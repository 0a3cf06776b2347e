//! Upstream events to Claude Messages stream events
//!
//! The translator is a synchronous visitor: `apply` is called once per
//! upstream event, in stream order, and returns the client events to emit.
//! It owns every piece of per-request output state (block indices, the open
//! block, tool reservations, the buffered message and the output-token
//! counter), so ordering holds without locks.
//!
//! Index invariants:
//! - indices are assigned in emission order, starting at 0, without gaps
//! - a `content_block_stop` is only emitted for the currently open block
//! - at most one block is open at a time
//! - after `finish`, nothing more is emitted

use std::collections::HashMap;

use provider::UpstreamEvent;
use serde_json::{Map, Value};

use crate::protocol::{
    BlockDelta, MessageResponse, OutputUsage, ResponseBlock, StopDelta, StreamEvent, Usage,
};
use crate::tokens::tokens_for_chars;

#[derive(Debug, Clone, Copy, PartialEq, Eq)]
pub enum Mode {
    /// Events go to the client as they are produced.
    Streaming,
    /// Text and tool_use blocks are collected into one message.
    Buffered,
}

#[derive(Debug, Clone, Copy, PartialEq, Eq)]
enum BlockKind {
    Thinking,
    Text,
}

#[derive(Debug, Clone, Copy)]
struct OpenBlock {
    index: usize,
    kind: BlockKind,
}

#[derive(Debug)]
pub struct Translator {
    mode: Mode,
    message_id: String,
    model: String,
    usage: Usage,
    next_index: usize,
    open: Option<OpenBlock>,
    /// Indices reserved by `tool-input-start`, keyed by tool call id
    reserved: HashMap<String, usize>,
    content: Vec<ResponseBlock>,
    /// Position in `content` of the text block receiving deltas
    buffered_text: Option<usize>,
    output_chars: usize,
    stop_reason: Option<String>,
}

impl Translator {
    /// `cache_hint` adds the display-only cache usage fields.
    pub fn new(
        mode: Mode,
        message_id: String,
        model: String,
        input_tokens: u32,
        cache_hint: bool,
    ) -> Self {
        let usage = Usage {
            input_tokens,
            output_tokens: 0,
            cache_creation_input_tokens: cache_hint.then_some(0),
            cache_read_input_tokens: cache_hint.then_some(input_tokens / 10),
        };
        Self {
            mode,
            message_id,
            model,
            usage,
            next_index: 0,
            open: None,
            reserved: HashMap::new(),
            content: Vec::new(),
            buffered_text: None,
            output_chars: 0,
            stop_reason: None,
        }
    }

    pub fn message_start(&self) -> StreamEvent {
        StreamEvent::MessageStart {
            message: MessageResponse {
                id: self.message_id.clone(),
                kind: "message",
                role: "assistant",
                content: Vec::new(),
                model: self.model.clone(),
                stop_reason: None,
                stop_sequence: None,
                usage: self.usage,
            },
        }
    }

    pub fn apply(&mut self, event: UpstreamEvent) -> Vec<StreamEvent> {
        if self.is_finished() {
            return Vec::new();
        }

        let mut out = Vec::new();
        match event {
            UpstreamEvent::ReasoningStart => {
                self.start_block(BlockKind::Thinking, &mut out);
            }
            UpstreamEvent::ReasoningDelta { delta } => {
                let index = self.ensure_open(BlockKind::Thinking, &mut out);
                if self.mode == Mode::Streaming {
                    self.output_chars += delta.chars().count();
                }
                out.push(StreamEvent::ContentBlockDelta {
                    index,
                    delta: BlockDelta::ThinkingDelta { thinking: delta },
                });
            }
            UpstreamEvent::ReasoningEnd => self.stop_block(BlockKind::Thinking, &mut out),
            UpstreamEvent::TextStart => {
                self.start_block(BlockKind::Text, &mut out);
            }
            UpstreamEvent::TextDelta { delta } => {
                let index = self.ensure_open(BlockKind::Text, &mut out);
                self.output_chars += delta.chars().count();
                if let Some(ResponseBlock::Text { text }) =
                    self.buffered_text.and_then(|pos| self.content.get_mut(pos))
                {
                    text.push_str(&delta);
                }
                out.push(StreamEvent::ContentBlockDelta {
                    index,
                    delta: BlockDelta::TextDelta { text: delta },
                });
            }
            UpstreamEvent::TextEnd => self.stop_block(BlockKind::Text, &mut out),
            UpstreamEvent::ToolInputStart { id, tool_name } => {
                if !id.is_empty() && !tool_name.is_empty() && !self.reserved.contains_key(&id) {
                    self.close_open(&mut out);
                    let index = self.allocate();
                    self.reserved.insert(id, index);
                }
            }
            UpstreamEvent::ToolInputDelta | UpstreamEvent::ToolInputEnd => {}
            UpstreamEvent::ToolCall {
                tool_call_id,
                tool_name,
                input,
            } => {
                if !tool_call_id.is_empty() {
                    self.tool_call(tool_call_id, tool_name, &input, &mut out);
                }
            }
            UpstreamEvent::Finish { finish_reason } => {
                out = self.finish_into(map_stop_reason(finish_reason.as_deref()), out);
            }
        }
        out
    }

    fn tool_call(&mut self, id: String, name: String, raw: &str, out: &mut Vec<StreamEvent>) {
        self.close_open(out);
        let index = match self.reserved.remove(&id) {
            Some(index) => index,
            None => self.allocate(),
        };

        self.output_chars += name.chars().count() + raw.chars().count();
        let repaired = repair_tool_input(raw);
        let input = serde_json::from_str(&repaired).unwrap_or_else(|_| Value::Object(Map::new()));

        if self.mode == Mode::Buffered {
            self.content.push(ResponseBlock::ToolUse {
                id: id.clone(),
                name: name.clone(),
                input,
            });
        }

        out.push(StreamEvent::ContentBlockStart {
            index,
            content_block: ResponseBlock::ToolUse {
                id,
                name,
                input: Value::Object(Map::new()),
            },
        });
        out.push(StreamEvent::ContentBlockDelta {
            index,
            delta: BlockDelta::InputJsonDelta {
                partial_json: repaired,
            },
        });
        out.push(StreamEvent::ContentBlockStop { index });
    }

    fn allocate(&mut self) -> usize {
        let index = self.next_index;
        self.next_index += 1;
        index
    }

    fn start_block(&mut self, kind: BlockKind, out: &mut Vec<StreamEvent>) -> usize {
        self.close_open(out);
        let index = self.allocate();
        self.open = Some(OpenBlock { index, kind });

        let content_block = match kind {
            BlockKind::Thinking => ResponseBlock::Thinking {
                thinking: String::new(),
            },
            BlockKind::Text => {
                if self.mode == Mode::Buffered {
                    self.content.push(ResponseBlock::Text {
                        text: String::new(),
                    });
                    self.buffered_text = Some(self.content.len() - 1);
                }
                ResponseBlock::Text {
                    text: String::new(),
                }
            }
        };
        out.push(StreamEvent::ContentBlockStart {
            index,
            content_block,
        });
        index
    }

    /// Index of the open block of `kind`, opening one if needed. Deltas that
    /// arrive without their start event still land in a started block.
    fn ensure_open(&mut self, kind: BlockKind, out: &mut Vec<StreamEvent>) -> usize {
        match self.open {
            Some(open) if open.kind == kind => open.index,
            _ => self.start_block(kind, out),
        }
    }

    fn stop_block(&mut self, kind: BlockKind, out: &mut Vec<StreamEvent>) {
        if self.open.is_some_and(|open| open.kind == kind) {
            self.close_open(out);
        }
    }

    fn close_open(&mut self, out: &mut Vec<StreamEvent>) {
        if let Some(open) = self.open.take() {
            if open.kind == BlockKind::Text {
                self.buffered_text = None;
            }
            out.push(StreamEvent::ContentBlockStop { index: open.index });
        }
    }

    /// Drop reservations whose `tool-call` never arrived. Trailing ones give
    /// their index back so the emitted indices stay contiguous.
    fn release_reservations(&mut self) {
        let mut unused: Vec<usize> = self.reserved.drain().map(|(_, index)| index).collect();
        unused.sort_unstable_by(|a, b| b.cmp(a));
        for index in unused {
            if index + 1 == self.next_index {
                self.next_index = index;
            }
        }
    }

    /// Clean up after a failed upstream attempt so the next one starts from a
    /// consistent state.
    ///
    /// Streaming: the open block is closed, since the client already saw its
    /// start. Buffered: the partial message is discarded.
    pub fn abort_attempt(&mut self) -> Vec<StreamEvent> {
        if self.is_finished() {
            return Vec::new();
        }
        let mut out = Vec::new();
        self.close_open(&mut out);
        self.release_reservations();
        if self.mode == Mode::Buffered {
            self.content.clear();
            self.output_chars = 0;
        }
        out
    }

    /// Emit the trailing `message_delta` and `message_stop`. Only the first
    /// call has any effect.
    pub fn finish(&mut self, stop_reason: &str) -> Vec<StreamEvent> {
        if self.is_finished() {
            return Vec::new();
        }
        self.finish_into(stop_reason.to_string(), Vec::new())
    }

    fn finish_into(&mut self, stop_reason: String, mut out: Vec<StreamEvent>) -> Vec<StreamEvent> {
        self.close_open(&mut out);
        self.release_reservations();
        self.stop_reason = Some(stop_reason.clone());
        out.push(StreamEvent::MessageDelta {
            delta: StopDelta {
                stop_reason,
                stop_sequence: None,
            },
            usage: OutputUsage {
                output_tokens: self.output_tokens(),
            },
        });
        out.push(StreamEvent::MessageStop);
        out
    }

    pub fn is_finished(&self) -> bool {
        self.stop_reason.is_some()
    }

    pub fn stop_reason(&self) -> Option<&str> {
        self.stop_reason.as_deref()
    }

    pub fn output_tokens(&self) -> u32 {
        tokens_for_chars(self.output_chars)
    }

    pub fn usage(&self) -> Usage {
        Usage {
            output_tokens: self.output_tokens(),
            ..self.usage
        }
    }

    /// The buffered message. Text blocks that never received text are dropped.
    pub fn into_response(self) -> MessageResponse {
        let usage = self.usage();
        let content = self
            .content
            .into_iter()
            .filter(|block| !matches!(block, ResponseBlock::Text { text } if text.is_empty()))
            .collect();
        MessageResponse {
            id: self.message_id,
            kind: "message",
            role: "assistant",
            content,
            model: self.model,
            stop_reason: Some(self.stop_reason.unwrap_or_else(|| "end_turn".to_string())),
            stop_sequence: None,
            usage,
        }
    }
}

/// Upstream finish reason to client stop reason.
pub fn map_stop_reason(finish_reason: Option<&str>) -> String {
    match finish_reason {
        Some("tool-calls") => "tool_use",
        _ => "end_turn",
    }
    .to_string()
}

/// Coerce stringly-typed top-level argument fields to the JSON types they
/// spell out.
///
/// Input that is not a JSON object is returned untouched, as is input where
/// no field changed. Empty input becomes `{}`.
pub fn repair_tool_input(raw: &str) -> String {
    if raw.is_empty() {
        return "{}".to_string();
    }
    let Ok(mut fields) = serde_json::from_str::<Map<String, Value>>(raw) else {
        return raw.to_string();
    };

    let mut changed = false;
    for value in fields.values_mut() {
        let Value::String(text) = value else {
            continue;
        };
        if let Some(coerced) = coerce(text.trim()) {
            *value = coerced;
            changed = true;
        }
    }

    if !changed {
        return raw.to_string();
    }
    serde_json::to_string(&fields).unwrap_or_else(|_| raw.to_string())
}

fn coerce(text: &str) -> Option<Value> {
    match text {
        "true" => return Some(Value::Bool(true)),
        "false" => return Some(Value::Bool(false)),
        _ => {}
    }
    if let Ok(int) = text.parse::<i64>() {
        return Some(Value::from(int));
    }
    if let Ok(float) = text.parse::<f64>()
        && float.is_finite()
        && text.chars().all(|c| c.is_ascii_digit() || matches!(c, '.' | '-' | '+' | 'e' | 'E'))
    {
        return serde_json::Number::from_f64(float).map(Value::Number);
    }
    let bracketed = (text.starts_with('[') && text.ends_with(']'))
        || (text.starts_with('{') && text.ends_with('}'));
    if bracketed {
        return serde_json::from_str(text).ok();
    }
    None
}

#####

Exercise brief —
In the entries above, one line contains "called once per" and another contains "currently open block". Reproduce exactly those two lines and the lines between them, nothing else.

Written solution —
//! The translator is a synchronous visitor: `apply` is called once per
//! upstream event, in stream order, and returns the client events to emit.
//! It owns every piece of per-request output state (block indices, the open
//! block, tool reservations, the buffered message and the output-token
//! counter), so ordering holds without locks.
//!
//! Index invariants:
//! - indices are assigned in emission order, starting at 0, without gaps
//! - a `content_block_stop` is only emitted for the currently open block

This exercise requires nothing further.